The banal packaged as the ultrahip, with shades in place and clothes to die for, “The Mystery of Love” is either a trite play about a love triangle with a rhythm & blues band playing backup, or a tame concert with a lot of talk out front. Sekou Sundiata narrates much of the story into a hand mike while the events are pantomimed. The actors and musicians — the band is onstage throughout — are far better than the material.
Plot involves two men — Maceo and Shine — whose blood brotherhood began when they were teenagers and Maceo saved Shine from drowning; since his original heroic act, Maceo has become cold, self-centered and coked up. He manages a band called the Mystery of Love; Shine, the lead singer, is separated from another singer in the band, Cissy, who has been having an affair with Maceo.

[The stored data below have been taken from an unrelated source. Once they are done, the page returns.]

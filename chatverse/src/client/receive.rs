//! Inbound frame processing: reconciliation of confirmations, remote
//! events, and rejections.
//!
//! Frames are applied strictly in arrival order; within a room that
//! order carries the backend's sequence numbers, so every observer of
//! the same stream converges on the same log.

use std::collections::BTreeMap;

use chatverse_proto::frame::ServerFrame;
use chatverse_proto::id::Timestamp;
use chatverse_proto::message::WireMessage;
use chatverse_proto::presence::PresenceStatus;

use crate::backend::{Backend, BackendError};
use crate::error::ClientError;
use crate::events::ClientEvent;
use crate::presence::PresenceState;
use crate::store::Message;

use super::{ChatClient, PendingIntent};

impl<B: Backend> ChatClient<B> {
    /// Receives and applies the next server frame.
    ///
    /// # Errors
    ///
    /// Returns [`ClientError::Connection`] when the backend link is
    /// down; callers then move to
    /// [`reconnect_with_backoff`](Self::reconnect_with_backoff).
    pub async fn process_one(&self) -> Result<(), ClientError> {
        let frame = self.backend.recv().await.map_err(|e| match e {
            BackendError::Disconnected => ClientError::Connection("backend link down".into()),
            BackendError::Rejected(reason) => ClientError::Connection(reason),
        })?;
        self.apply_frame(frame);
        Ok(())
    }

    /// Applies one server frame to local state.
    fn apply_frame(&self, frame: ServerFrame) {
        match frame {
            ServerFrame::MessageAppend {
                room_id,
                payload,
                correlation_id,
                server_seq,
            } => {
                let own_intent = correlation_id
                    .as_ref()
                    .and_then(|cid| self.take_pending(cid));

                if let Some(PendingIntent::Append { local_id, .. }) = own_intent {
                    // Confirmation of our optimistic entry: the canonical
                    // id, seq, and timestamp win.
                    let confirmed = self.store.write().confirm(
                        &local_id,
                        payload.id.clone(),
                        server_seq,
                        payload.timestamp,
                    );
                    match confirmed {
                        Ok(()) => {
                            let tail = self.store.read().last_message(&room_id);
                            let _ = self.directory.write().set_last_message(&room_id, tail);
                            self.emit(ClientEvent::MessageConfirmed {
                                room_id: room_id.clone(),
                                local_id,
                                canonical_id: payload.id.clone(),
                            });
                            self.emit(ClientEvent::RoomListChanged);
                        }
                        Err(e) => {
                            // Cancel raced with the ack: the entry is gone
                            // locally but accepted authoritatively.
                            tracing::debug!(error = %e, "confirm fell back to remote apply");
                            self.apply_remote_append(&payload, server_seq);
                        }
                    }
                } else {
                    self.apply_remote_append(&payload, server_seq);
                }
            }
            ServerFrame::ReactionToggle {
                room_id,
                message_id,
                user_id,
                emoji,
                correlation_id,
                ..
            } => {
                let own_intent = correlation_id
                    .as_ref()
                    .and_then(|cid| self.take_pending(cid));
                if own_intent.is_some() {
                    // Already applied optimistically; the ack settles it.
                    return;
                }
                match self
                    .store
                    .write()
                    .toggle_reaction(&message_id, &user_id, &emoji)
                {
                    Ok(_) => self.emit(ClientEvent::ReactionChanged {
                        room_id,
                        message_id,
                    }),
                    Err(e) => {
                        tracing::warn!(message_id = %message_id, error = %e, "reaction for unknown message dropped");
                    }
                }
            }
            ServerFrame::PresenceUpdate {
                user_id,
                status,
                last_seen,
            } => {
                let (changed, cleared_rooms, state) = {
                    let mut presence = self.presence.write();
                    match status {
                        PresenceStatus::Online => {
                            (presence.set_online(&user_id), Vec::new(), PresenceState::Online)
                        }
                        PresenceStatus::Offline => {
                            let (changed, cleared) = presence.set_offline(&user_id, last_seen);
                            (changed, cleared, PresenceState::Offline { last_seen })
                        }
                    }
                };
                if changed {
                    self.emit(ClientEvent::PresenceChanged {
                        user_id: user_id.clone(),
                        state,
                    });
                }
                for room_id in cleared_rooms {
                    let users = self.presence.read().typing_users(&room_id);
                    self.emit(ClientEvent::TypingChanged { room_id, users });
                }
            }
            ServerFrame::TypingUpdate {
                room_id,
                user_id,
                is_typing,
            } => {
                let changed = {
                    let mut presence = self.presence.write();
                    if is_typing {
                        presence.start_typing(&room_id, &user_id, Timestamp::now())
                    } else {
                        presence.stop_typing(&room_id, &user_id)
                    }
                };
                if changed {
                    let users = self.presence.read().typing_users(&room_id);
                    self.emit(ClientEvent::TypingChanged { room_id, users });
                }
            }
            ServerFrame::Error {
                kind,
                reason,
                correlation_id,
                room_id,
            } => {
                let intent = correlation_id
                    .as_ref()
                    .and_then(|cid| self.take_pending(cid));
                let context = match &intent {
                    Some(PendingIntent::Append { room_id, .. }) => {
                        format!("message append to {room_id}")
                    }
                    Some(PendingIntent::Reaction { message_id, emoji }) => {
                        format!("reaction {emoji} on {message_id}")
                    }
                    None => "backend rejection".to_string(),
                };
                if let Some(intent) = intent {
                    self.rollback(&intent);
                }
                let error =
                    ClientError::from_rejection(kind, &reason, self.user_id(), room_id.as_ref());
                tracing::warn!(%kind, reason, "intent rejected by backend");
                self.emit(ClientEvent::Error { error, context });
            }
        }
    }

    /// Applies a confirmed append that did not originate here (or whose
    /// optimistic entry was cancelled).
    fn apply_remote_append(&self, payload: &WireMessage, server_seq: chatverse_proto::id::ServerSeq) {
        let from_self = payload.sender_id == *self.user_id();
        let message = Message {
            id: payload.id.clone(),
            room_id: payload.room_id.clone(),
            sender_id: payload.sender_id.clone(),
            content: payload.content.clone(),
            timestamp: payload.timestamp,
            server_seq: Some(server_seq),
            read: from_self,
            reactions: BTreeMap::new(),
        };
        let room_id = message.room_id.clone();

        if !self.store.write().apply_remote(message.clone()) {
            return;
        }

        let tail = self.store.read().last_message(&room_id);
        {
            let mut directory = self.directory.write();
            let _ = directory.set_last_message(&room_id, tail);
            if !from_self {
                let _ = directory.increment_unread(&room_id);
            }
        }

        // A message from a user implies they stopped typing in that room.
        let typing_changed = self
            .presence
            .write()
            .stop_typing(&room_id, &payload.sender_id);

        self.emit(ClientEvent::MessageAppended {
            room_id: room_id.clone(),
            message,
        });
        self.emit(ClientEvent::RoomListChanged);
        if typing_changed {
            let users = self.presence.read().typing_users(&room_id);
            self.emit(ClientEvent::TypingChanged { room_id, users });
        }
    }
}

The two men fight during the band’s big-break show, all is lost (record deals , girlfriends, etc.), Shine jumps in a cab, has a heart attack and dies. His spirit haunts Maceo, trying to force him to take his ashes to Angola so that the “mother ship can swing low” and pick up his soul.
Plot resolves predictably with ghost being laid to rest, mean guy being restored to humanity, and woman finding selfhood. Never mind love and the band, both of which disappear. Book is suitably supported by lyrics on the order of “This is my greatest gift to you/To thine own self be true.”
The show’s refrain, “Anything can happen on the bandstand,” is mocked by the tight script and the rehearsed jamming. The music is cliche pop-rock, although the band is fine, and the choreography runs to slo-mo swimming and karate moves.
Robert Tyree and Fuschia Walker have voices you want to hear sing better songs, and Ramon Melindez Moses has an intense, sweaty, evil presence that needs a better role. Craig Harris plays a couple of long, one-note riffs on the trombone and does a goofy turn as a mysterious cabby.